▸ **THE RECORDS**:
//! Reasons a dependency component version was selected.
//!
//! These are immutable tags recorded alongside resolution results. The set is
//! closed: every reason is one of the constants below.

use serde::Serialize;
use std::fmt;
use thiserror::Error;

/// Why a component version was chosen during dependency resolution.
#[derive(Debug, Clone, Copy, PartialEq, Eq, Hash, Serialize)]
pub struct ComponentSelectionReason {
    forced: bool,
    conflict_resolution: bool,
    selected_by_rule: bool,
    description: &'static str,
}

impl ComponentSelectionReason {
    pub const REQUESTED: Self = Self::new(false, false, false, "requested");
    pub const ROOT: Self = Self::new(false, false, false, "root");
    pub const FORCED: Self = Self::new(true, false, false, "forced");
    pub const CONFLICT_RESOLUTION: Self = Self::new(false, true, false, "conflict resolution");
    pub const SELECTED_BY_RULE: Self = Self::new(false, false, true, "selected by rule");
    pub const CONFLICT_RESOLUTION_BY_RULE: Self = Self::new(
        false,
        true,
        true,
        "selected by rule and conflict resolution",
    );

    const fn new(
        forced: bool,
        conflict_resolution: bool,
        selected_by_rule: bool,
        description: &'static str,
    ) -> Self {
        Self {
            forced,
            conflict_resolution,
            selected_by_rule,
            description,
        }
    }

    pub fn is_forced(&self) -> bool {
        self.forced
    }

    pub fn is_conflict_resolution(&self) -> bool {
        self.conflict_resolution
    }

    pub fn is_selected_by_rule(&self) -> bool {
        self.selected_by_rule
    }

    pub fn description(&self) -> &'static str {
        self.description
    }

    /// Combine a reason with conflict resolution.
    ///
    /// Reasons that already involve conflict resolution are returned as-is.
    pub fn with_conflict_resolution(self) -> Result<Self, SelectionReasonError> {
        if self.conflict_resolution {
            Ok(self)
        } else if self == Self::SELECTED_BY_RULE {
            Ok(Self::CONFLICT_RESOLUTION_BY_RULE)
        } else if self == Self::REQUESTED {
            Ok(Self::CONFLICT_RESOLUTION)
        } else {
            Err(SelectionReasonError::NoConflictResolution {
                reason: self.description.to_string(),
            })
        }
    }
}

impl fmt::Display for ComponentSelectionReason {
    fn fmt(&self, f: &mut fmt::Formatter<'_>) -> fmt::Result {
        write!(f, "{}", self.description)
    }
}

/// Error combining selection reasons.
#[derive(Debug, Clone, Error, PartialEq, Eq)]
pub enum SelectionReasonError {
    #[error("Cannot create conflict resolution selection reason for input: {reason}")]
    NoConflictResolution { reason: String },
}

#[cfg(test)]
mod tests {
    use super::*;

    #[test]
    fn test_requested_becomes_conflict_resolution() {
        let combined = ComponentSelectionReason::REQUESTED
            .with_conflict_resolution()
            .unwrap();
        assert_eq!(combined, ComponentSelectionReason::CONFLICT_RESOLUTION);
    }

    #[test]
    fn test_rule_becomes_rule_and_conflict_resolution() {
        let combined = ComponentSelectionReason::SELECTED_BY_RULE
            .with_conflict_resolution()
            .unwrap();
        assert_eq!(combined, ComponentSelectionReason::CONFLICT_RESOLUTION_BY_RULE);
        assert!(combined.is_selected_by_rule());
        assert!(combined.is_conflict_resolution());
    }

    #[test]
    fn test_conflict_resolution_is_idempotent() {
        for reason in [
            ComponentSelectionReason::CONFLICT_RESOLUTION,
            ComponentSelectionReason::CONFLICT_RESOLUTION_BY_RULE,
        ] {
            assert_eq!(reason.with_conflict_resolution(), Ok(reason));
        }
    }

    #[test]
    fn test_forced_and_root_cannot_be_combined() {
        for reason in [ComponentSelectionReason::FORCED, ComponentSelectionReason::ROOT] {
            let err = reason.with_conflict_resolution().unwrap_err();
            assert!(err.to_string().contains(reason.description()));
        }
    }

    #[test]
    fn test_display_is_description() {
        assert_eq!(ComponentSelectionReason::FORCED.to_string(), "forced");
        assert!(ComponentSelectionReason::FORCED.is_forced());
        assert_eq!(
            ComponentSelectionReason::CONFLICT_RESOLUTION_BY_RULE.to_string(),
            "selected by rule and conflict resolution"
        );
    }
}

▸ **WHAT NEEDS TO BE DONE**: Give all the records above again, wording unchanged.

▸ **SOLUTION TO THE EXERCISE**:
//! Reasons a dependency component version was selected.
//!
//! These are immutable tags recorded alongside resolution results. The set is
//! closed: every reason is one of the constants below.

use serde::Serialize;
use std::fmt;
use thiserror::Error;

/// Why a component version was chosen during dependency resolution.
#[derive(Debug, Clone, Copy, PartialEq, Eq, Hash, Serialize)]
pub struct ComponentSelectionReason {
    forced: bool,
    conflict_resolution: bool,
    selected_by_rule: bool,
    description: &'static str,
}

impl ComponentSelectionReason {
    pub const REQUESTED: Self = Self::new(false, false, false, "requested");
    pub const ROOT: Self = Self::new(false, false, false, "root");
    pub const FORCED: Self = Self::new(true, false, false, "forced");
    pub const CONFLICT_RESOLUTION: Self = Self::new(false, true, false, "conflict resolution");
    pub const SELECTED_BY_RULE: Self = Self::new(false, false, true, "selected by rule");
    pub const CONFLICT_RESOLUTION_BY_RULE: Self = Self::new(
        false,
        true,
        true,
        "selected by rule and conflict resolution",
    );

    const fn new(
        forced: bool,
        conflict_resolution: bool,
        selected_by_rule: bool,
        description: &'static str,
    ) -> Self {
        Self {
            forced,
            conflict_resolution,
            selected_by_rule,
            description,
        }
    }

    pub fn is_forced(&self) -> bool {
        self.forced
    }

    pub fn is_conflict_resolution(&self) -> bool {
        self.conflict_resolution
    }

    pub fn is_selected_by_rule(&self) -> bool {
        self.selected_by_rule
    }

    pub fn description(&self) -> &'static str {
        self.description
    }

    /// Combine a reason with conflict resolution.
    ///
    /// Reasons that already involve conflict resolution are returned as-is.
    pub fn with_conflict_resolution(self) -> Result<Self, SelectionReasonError> {
        if self.conflict_resolution {
            Ok(self)
        } else if self == Self::SELECTED_BY_RULE {
            Ok(Self::CONFLICT_RESOLUTION_BY_RULE)
        } else if self == Self::REQUESTED {
            Ok(Self::CONFLICT_RESOLUTION)
        } else {
            Err(SelectionReasonError::NoConflictResolution {
                reason: self.description.to_string(),
            })
        }
    }
}

impl fmt::Display for ComponentSelectionReason {
    fn fmt(&self, f: &mut fmt::Formatter<'_>) -> fmt::Result {
        write!(f, "{}", self.description)
    }
}

/// Error combining selection reasons.
#[derive(Debug, Clone, Error, PartialEq, Eq)]
pub enum SelectionReasonError {
    #[error("Cannot create conflict resolution selection reason for input: {reason}")]
    NoConflictResolution { reason: String },
}

#[cfg(test)]
mod tests {
    use super::*;

    #[test]
    fn test_requested_becomes_conflict_resolution() {
        let combined = ComponentSelectionReason::REQUESTED
            .with_conflict_resolution()
            .unwrap();
        assert_eq!(combined, ComponentSelectionReason::CONFLICT_RESOLUTION);
    }

    #[test]
    fn test_rule_becomes_rule_and_conflict_resolution() {
        let combined = ComponentSelectionReason::SELECTED_BY_RULE
            .with_conflict_resolution()
            .unwrap();
        assert_eq!(combined, ComponentSelectionReason::CONFLICT_RESOLUTION_BY_RULE);
        assert!(combined.is_selected_by_rule());
        assert!(combined.is_conflict_resolution());
    }

    #[test]
    fn test_conflict_resolution_is_idempotent() {
        for reason in [
            ComponentSelectionReason::CONFLICT_RESOLUTION,
            ComponentSelectionReason::CONFLICT_RESOLUTION_BY_RULE,
        ] {
            assert_eq!(reason.with_conflict_resolution(), Ok(reason));
        }
    }

    #[test]
    fn test_forced_and_root_cannot_be_combined() {
        for reason in [ComponentSelectionReason::FORCED, ComponentSelectionReason::ROOT] {
            let err = reason.with_conflict_resolution().unwrap_err();
            assert!(err.to_string().contains(reason.description()));
        }
    }

    #[test]
    fn test_display_is_description() {
        assert_eq!(ComponentSelectionReason::FORCED.to_string(), "forced");
        assert!(ComponentSelectionReason::FORCED.is_forced());
        assert_eq!(
            ComponentSelectionReason::CONFLICT_RESOLUTION_BY_RULE.to_string(),
            "selected by rule and conflict resolution"
        );
    }
}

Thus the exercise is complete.